Spoken as a true expert! You are right that the detailed work needed for gender impact analysis is time consuming and challenging, and issues arise about how to estimate costs and consider the data. It may be that a more targeted statement along specific government policy lines addressing gender inequality would be helpful. One issue I’m interested in highlighting is conflicting policies that undermine rather than reinforce overall policy goals.

Graeme Bowman shared his views on patriarchal culture and how that can influence life:

The need for a women’s budget, and hence the empowerment of girls and women, reflects a mega-trend that is gradually moving us away from the world’s dominant ‘human operating system’, which grew out of the archaic and toxic values of patriarchy. (Just to be clear, patriarchy is not synonymous with ‘men’, and the absence of patriarchy does not mean it is replaced by matriarchy.)

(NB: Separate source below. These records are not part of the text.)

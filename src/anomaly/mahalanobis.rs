//! Mahalanobis distance confidence

use super::{CovarianceModel, LatentScorer, ScoringMethod};
use crate::error::Result;
use ndarray::{Array1, Array2, Axis, Zip};
use serde::{Deserialize, Serialize};

/// Mahalanobis distance of every query row to the model mean.
///
/// Batched as `rowsum((X - μ) Σ⁻¹ ∘ (X - μ))`. Each row of `X - μ` is first
/// divided by its largest magnitude so the quadratic form cannot overflow;
/// negative round-off is clamped to zero so `d ≥ 0` always.
pub fn mahalanobis_distances(model: &CovarianceModel, query: &Array2<f64>) -> Result<Array1<f64>> {
    super::check_batch(query, Some(model.n_features()), "mahalanobis query")?;

    let diff = query - &model.mean;
    let scale = diff.map_axis(Axis(1), |row| row.iter().fold(0.0f64, |m, v| m.max(v.abs())));
    let divisor = scale.mapv(|s| if s > 0.0 && s.is_finite() { s } else { 1.0 });
    let unit = &diff / &divisor.insert_axis(Axis(1));

    let projected = unit.dot(&model.inverse_covariance);
    let quadratic = (&projected * &unit).sum_axis(Axis(1));

    Ok(Zip::from(&quadratic).and(&scale).map_collect(|&q, &s| {
        if s.is_finite() {
            s * q.max(0.0).sqrt()
        } else {
            f64::INFINITY
        }
    }))
}

/// `1 / (1 + d)`: exactly 1 at `d = 0`, decreasing, floored at
/// `f64::MIN_POSITIVE` so an infinite distance still scores above zero
pub fn distance_to_confidence(distance: f64) -> f64 {
    (1.0 / (1.0 + distance)).max(f64::MIN_POSITIVE)
}

/// Distance-based confidence against a fitted [`CovarianceModel`]
#[derive(Debug, Clone, Serialize, Deserialize)]
pub struct MahalanobisScorer {
    model: CovarianceModel,
}

impl MahalanobisScorer {
    pub fn new(model: CovarianceModel) -> Self {
        Self { model }
    }

    pub fn model(&self) -> &CovarianceModel {
        &self.model
    }

    /// Raw distances, without the confidence mapping
    pub fn distances(&self, query: &Array2<f64>) -> Result<Array1<f64>> {
        mahalanobis_distances(&self.model, query)
    }
}

impl LatentScorer for MahalanobisScorer {
    fn method(&self) -> ScoringMethod {
        ScoringMethod::Mahalanobis
    }

    fn n_features(&self) -> usize {
        self.model.n_features()
    }

    fn score(&self, query: &Array2<f64>) -> Result<Array1<f64>> {
        Ok(self.distances(query)?.mapv(distance_to_confidence))
    }
}

#[cfg(test)]
mod tests {
    use super::*;
    use crate::anomaly::CovarianceEstimator;
    use crate::error::ScoringError;
    use ndarray::array;

    fn fitted() -> CovarianceModel {
        let data: Vec<f64> = (0..30)
            .flat_map(|i| {
                let a = (i % 6) as f64;
                let b = ((i * 7) % 5) as f64;
                vec![a, 0.5 * a + b, b * b - 1.0]
            })
            .collect();
        let x = Array2::from_shape_vec((30, 3), data).unwrap();
        CovarianceEstimator::new().fit(&x).unwrap()
    }

    /// Per-sample reference form of the distance
    fn naive_distance(model: &CovarianceModel, v: &[f64]) -> f64 {
        let n = v.len();
        let diff: Vec<f64> = v.iter().zip(model.mean.iter()).map(|(a, b)| a - b).collect();
        let mut result = 0.0;
        for i in 0..n {
            for j in 0..n {
                result += diff[i] * model.inverse_covariance[[i, j]] * diff[j];
            }
        }
        result.max(0.0).sqrt()
    }

    #[test]
    fn test_mean_has_confidence_one() {
        let model = fitted();
        let query = model.mean.clone().insert_axis(Axis(0));
        let scorer = MahalanobisScorer::new(model);
        let conf = scorer.score(&query).unwrap();
        assert_eq!(conf[0], 1.0);
    }

    #[test]
    fn test_strictly_decreasing_along_direction() {
        let model = fitted();
        let direction = array![1.0, -0.5, 2.0];
        let steps: Vec<f64> = (0..10).map(|k| k as f64 * 0.7).collect();
        let mut query = Array2::zeros((steps.len(), 3));
        for (row, &t) in steps.iter().enumerate() {
            let point = &model.mean + &(&direction * t);
            query.row_mut(row).assign(&point);
        }

        let conf = MahalanobisScorer::new(model).score(&query).unwrap();
        for w in conf.windows(2) {
            assert!(w[1] < w[0], "confidence must strictly decrease: {:?}", conf);
        }
        assert!(conf.iter().all(|&c| c > 0.0 && c <= 1.0));
    }

    #[test]
    fn test_batched_matches_per_sample() {
        let model = fitted();
        let query = array![[0.0, 0.0, 0.0], [5.0, 1.0, -3.0], [2.5, 3.1, 0.7], [-4.0, 9.0, 2.0]];
        let batched = mahalanobis_distances(&model, &query).unwrap();

        for (i, row) in query.rows().into_iter().enumerate() {
            let v: Vec<f64> = row.to_vec();
            let expected = naive_distance(&model, &v);
            assert!((batched[i] - expected).abs() < 1e-9 * expected.max(1.0));
        }
    }

    #[test]
    fn test_wrong_width_fails() {
        let scorer = MahalanobisScorer::new(fitted());
        let err = scorer.score(&array![[1.0, 2.0]]).unwrap_err();
        assert!(matches!(err, ScoringError::DimensionMismatch { expected: 3, actual: 2, .. }));
    }

    #[test]
    fn test_distance_to_confidence() {
        assert_eq!(distance_to_confidence(0.0), 1.0);
        assert_eq!(distance_to_confidence(1.0), 0.5);
        assert!(distance_to_confidence(1e9) > 0.0);
        assert_eq!(distance_to_confidence(f64::INFINITY), f64::MIN_POSITIVE);
    }

    #[test]
    fn test_huge_query_stays_positive() {
        let scorer = MahalanobisScorer::new(fitted());
        let query = array![[1e200, 1e200, 1e200], [1.7e308, 0.0, 0.0], [-1e200, 3e199, 1e200]];

        let distances = scorer.distances(&query).unwrap();
        assert!(distances.iter().all(|&d| d > 1e190), "{:?}", distances);

        let conf = scorer.score(&query).unwrap();
        assert!(conf.iter().all(|&c| c > 0.0 && c < 1e-150), "{:?}", conf);
    }
}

Trying to change the world without understanding patriarchy is like trying to go to the moon without understanding gravity. While it may not always be apparent amid the confusion and complexity of everyday life and business, we are, I believe, experiencing a global transition towards a non-patriarchal future, where a different set of values – far more congruent with the way our planet works – will govern human behaviour and decision making.


Pi and its part in the most beautiful formula in mathematics

Finally, Pi Day may have passed us by, but Neil Ruedlinger has provided a mathematical excuse to eat pie:

I went a bit extra nerdy and calculated the other day that on Pi Day, the best approximate time to consume a pie or a pizza, would be: 3:08:30pm.

How did I calculate this? Well from 3.14159265358979323… taking away the 3 for 3pm, leaves 0.14159265358979323… multiplied by 60 gives:8.4955592153875938 taking away 8 leaves 0.4955592153875938… multiplied by 60 gives 29.733552923255628, which we may be excused in rounding up to 30 seconds?